Thank you for sending your work entitled “RUNX1, a transcription factor mutated in breast cancer, controls the fate of ER-positive mammary luminal cells” for consideration at eLife. Your article has been favorably evaluated by Fiona Watt (Senior editor), a Reviewing editor, and 3 reviewers.

The Reviewing editor and the other reviewers discussed their comments before we reached this decision, and the Reviewing editor has assembled the following comments to help you prepare a revised submission.
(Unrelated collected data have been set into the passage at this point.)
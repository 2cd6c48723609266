//! Undo/redo stacks of recorded deltas

use super::Delta;
use crate::project::World;
use std::collections::VecDeque;

/// Default maximum number of undo steps
pub const DEFAULT_MAX_DEPTH: usize = 256;

/// Command history for undo/redo
#[derive(Debug, Clone)]
pub struct CommandHistory {
    /// Oldest first
    undo_stack: VecDeque<Delta>,
    redo_stack: Vec<Delta>,
    max_depth: usize,
    clear_redo_on_push: bool,
}

impl Default for CommandHistory {
    fn default() -> Self {
        Self::new(DEFAULT_MAX_DEPTH, true)
    }
}

impl CommandHistory {
    pub fn new(max_depth: usize, clear_redo_on_push: bool) -> Self {
        Self {
            undo_stack: VecDeque::new(),
            redo_stack: Vec::new(),
            max_depth: max_depth.max(1),
            clear_redo_on_push,
        }
    }

    /// Record a delta whose forward effect has already been applied
    pub fn push(&mut self, delta: Delta) {
        log::debug!("Recorded {}", delta.description());
        self.undo_stack.push_back(delta);
        if self.clear_redo_on_push {
            self.redo_stack.clear();
        }
        while self.undo_stack.len() > self.max_depth {
            self.undo_stack.pop_front();
        }
    }

    /// Undo the most recent delta. Returns false if there was nothing to undo.
    pub fn undo(&mut self, world: &mut World) -> bool {
        let Some(mut delta) = self.undo_stack.pop_back() else {
            return false;
        };
        log::debug!("Undo {}", delta.description());
        delta.undo(world);
        self.redo_stack.push(delta);
        true
    }

    /// Redo the most recently undone delta. Returns false if there was nothing to redo.
    pub fn redo(&mut self, world: &mut World) -> bool {
        let Some(mut delta) = self.redo_stack.pop() else {
            return false;
        };
        log::debug!("Redo {}", delta.description());
        delta.redo(world);
        self.undo_stack.push_back(delta);
        true
    }

    pub fn can_undo(&self) -> bool {
        !self.undo_stack.is_empty()
    }

    pub fn can_redo(&self) -> bool {
        !self.redo_stack.is_empty()
    }

    pub fn undo_description(&self) -> Option<&'static str> {
        self.undo_stack.back().map(Delta::description)
    }

    pub fn redo_description(&self) -> Option<&'static str> {
        self.redo_stack.last().map(Delta::description)
    }

    pub fn undo_len(&self) -> usize {
        self.undo_stack.len()
    }

    pub fn redo_len(&self) -> usize {
        self.redo_stack.len()
    }

    pub fn max_depth(&self) -> usize {
        self.max_depth
    }

    pub fn clear(&mut self) {
        self.undo_stack.clear();
        self.redo_stack.clear();
    }
}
This manuscript was submitted over a year ago, and after full review it was rejected by eLife. In that paper, the expression and role of Runx1 in mammary gland development and lineage formation was analyzed, and it was shown that Runx1 is expressed in most of the mammary lineages, and its knockout via MMTV-Cre and K14-Cre affects lactation. The authors showed that the number of mature ductal luminal cells (ML) is decreased while their progenitors upstream (luminal progenitor LP) are increased in Runx1 null relative to wild type (WT) controls. The authors concluded that Runx1 must play a role in mature luminal ductal cell formation and that its loss blocks differentiation. From there, the authors tried to understand the mechanisms of Runx1 action and found that in luminal cells the cells associated with LP are increased and the genes associated with ML are decreased. Moreover they showed by ChIP in a cancer cell line (MCF7) that Runx1 is bound to the promoters of Cited 1 (a ML gene) and Elf5 (a LP gene). These genes have been previously studied and the phenotypes described seem to match with the role uncovered here for Runx1, suggesting that Runx1 is directly targeting these genes in vivo.

The reviewers felt that in the first submission, the paper brought novel insight into the developmental role of Runx1 in breast biology, and felt that the association with breast cancer was intriguing. However, they also felt that the paper required significant editing and delineated specific suggestions to revise it. Additionally, the reviewers felt that neither the developmental nor the cancer side of the paper were sufficiently strong and necessitated experimental bolstering. The reviewers required more experiments to bolster these stories, including providing more statistical analyses and details of the methodology.

Two of the initial reviewers felt that the paper has changed significantly in the last year, and that the revised version is now much better focused. That said, none of the reviewers felt that the revised version is without problems. Since the paper was an initial rejection, and since the revised work is now quite different from the initial version, the reviewers and managing editor made the decision to treat this as a new submission.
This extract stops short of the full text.